INFORMATION =>

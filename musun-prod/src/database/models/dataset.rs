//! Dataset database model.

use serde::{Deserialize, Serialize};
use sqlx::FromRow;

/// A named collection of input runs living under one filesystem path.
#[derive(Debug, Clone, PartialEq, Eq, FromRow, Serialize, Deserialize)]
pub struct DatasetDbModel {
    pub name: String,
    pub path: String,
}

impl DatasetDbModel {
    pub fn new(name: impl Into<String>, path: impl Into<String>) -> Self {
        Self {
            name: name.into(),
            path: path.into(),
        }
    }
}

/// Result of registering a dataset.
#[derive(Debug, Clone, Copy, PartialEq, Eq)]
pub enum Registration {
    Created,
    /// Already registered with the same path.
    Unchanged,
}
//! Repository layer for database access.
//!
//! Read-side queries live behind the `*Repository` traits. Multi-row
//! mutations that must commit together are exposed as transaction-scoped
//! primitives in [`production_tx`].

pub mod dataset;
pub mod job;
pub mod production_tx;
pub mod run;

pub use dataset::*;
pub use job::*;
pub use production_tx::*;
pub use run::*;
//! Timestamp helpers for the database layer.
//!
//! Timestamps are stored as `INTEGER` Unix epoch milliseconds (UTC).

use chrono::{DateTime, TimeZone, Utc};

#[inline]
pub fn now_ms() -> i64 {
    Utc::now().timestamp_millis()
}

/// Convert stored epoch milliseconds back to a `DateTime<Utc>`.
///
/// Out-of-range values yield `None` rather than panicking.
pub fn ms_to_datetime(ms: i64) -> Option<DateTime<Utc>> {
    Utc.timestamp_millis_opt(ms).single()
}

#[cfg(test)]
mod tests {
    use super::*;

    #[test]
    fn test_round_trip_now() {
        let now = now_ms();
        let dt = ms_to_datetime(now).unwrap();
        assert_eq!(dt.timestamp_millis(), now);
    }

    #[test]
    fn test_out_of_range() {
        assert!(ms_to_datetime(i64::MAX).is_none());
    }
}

ACTIVITY => Some lines above contain the word "String". Copy each of them.

FINAL ANSWER =>
    pub name: String,
    pub path: String,
    pub fn new(name: impl Into<String>, path: impl Into<String>) -> Self {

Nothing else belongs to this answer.